Every electoral cycle, we are reminded that voting is the one moment where every citizen is equal.

I keep thinking about what that promise means for someone like me, and for many others whose identities are not reflected in the documents that the state requires us to present.

I was born female, but I have lived as a man for years. Even getting my ID in the first place took three long and exhausting years.

When it finally came, the gender marker still did not reflect who I am. That single mismatch turns everyday life into a series of barriers.

One card determines whether you can open a bank account, access M-Pesa, get formal employment, enrol in higher learning, travel on the SGR or by air, receive health services, pay taxes, hold a driver’s licence, access national health insurance, or even enter certain buildings.

Without an ID that aligns with who you are, each of these becomes a protracted negotiation, a risk or a flat denial.

The right to identity is the door through which all other rights become real.

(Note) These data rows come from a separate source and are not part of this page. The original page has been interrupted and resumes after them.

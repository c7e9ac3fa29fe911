use clap::Parser;
use secretstore::cli::{init_logging, Cli, Commands};

fn main() {
    let cli = Cli::parse();
    init_logging(cli.verbose);

    let result = match cli.command {
        Commands::Get { ref label } => secretstore::cli::commands::get::execute(&cli, label),
        Commands::Set {
            ref label,
            ref value,
        } => secretstore::cli::commands::set::execute(&cli, label, value.as_deref()),
        Commands::Delete { ref label, force } => {
            secretstore::cli::commands::delete::execute(&cli, label, force)
        }
        Commands::List => secretstore::cli::commands::list::execute(&cli),
        Commands::Passwd => secretstore::cli::commands::passwd::execute(&cli),
        Commands::Export { ref output } => {
            secretstore::cli::commands::export::execute(&cli, output.as_ref())
        }
        Commands::Import { ref file } => secretstore::cli::commands::import_cmd::execute(&cli, file),
        Commands::BankLogin {
            ref label,
            ref positions,
        } => secretstore::cli::commands::bank_login::execute(&cli, label, positions),
        Commands::Completions { shell } => secretstore::cli::commands::completions::execute(shell),
    };

    if let Err(e) = result {
        secretstore::cli::output::report(&e);
        std::process::exit(1);
    }
}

However, for many transgender Kenyans, that door is kept locked.

Without accurate documents, people are pushed out of economic opportunity, essential services, education, safety and democratic participation.

It is a quiet form of disenfranchisement that rarely appears in national conversations about elections, but it shapes the daily lives of thousands.

This context is why transgender people have spent years in courtrooms seeking recognition that should have been available through straightforward administrative processes.

A landmark moment came in August this year, when the High Court in Eldoret delivered a decision in Petition E15 of 2019 before Justice Reuben Nyakundi.

The case was filed on behalf of SC, a transgender woman arrested on allegations of personation. Once officers discovered she was transgender, the situation quickly became violent and degrading.

She was placed in a men’s cell, verbally and physically assaulted, and nearly stripped before an officer intervened, only to place her alone in a corridor where harassment continued.

Her ordeal continued at Moi Teaching and Referral Hospital, where she was taken so that doctors could “determine” her gender. Without her consent, her blood was taken by force. She was stripped in full view of patients, nurses, doctors, officers and strangers. She was examined and humiliated.

When the matter reached the High Court, the legal question centred on whether her constitutional rights had been violated. The court agreed.

For the first time, a Kenyan court expressly recognised the petitioner as a transgender person and affirmed the right of transgender people to self-identify.

Justice Nyakundi also called on other arms of government to act decisively to ensure administrative practices align with constitutional protections to accommodate transgender persons.

That judgment should have been a turning point, but months later, very little has changed because the institutions responsible for its implementation have not translated it into action.

As we approach the general election – and even the November 27 by-elections – we must confront the uncomfortable reality that entire groups can be legally acknowledged yet still practically excluded.

This brings me back to the ongoing push for voter registration. If identity documents remain out of reach or inaccurate for transgender Kenyans, then the right to vote cannot be realised.

Is this regime keen to ensure that minority communities are not left behind? Is it pushing the IEBC and other state bodies to guarantee that every Kenyan can participate fully and freely in our democracy?

The right to have rights should never depend on whether your ID reflects your true gender. Recognition is not an indulgence the state grants. It is the foundation of belonging and participation.

Until every Kenyan can access accurate identity documents and exercise their rights without fear, our democracy remains incomplete.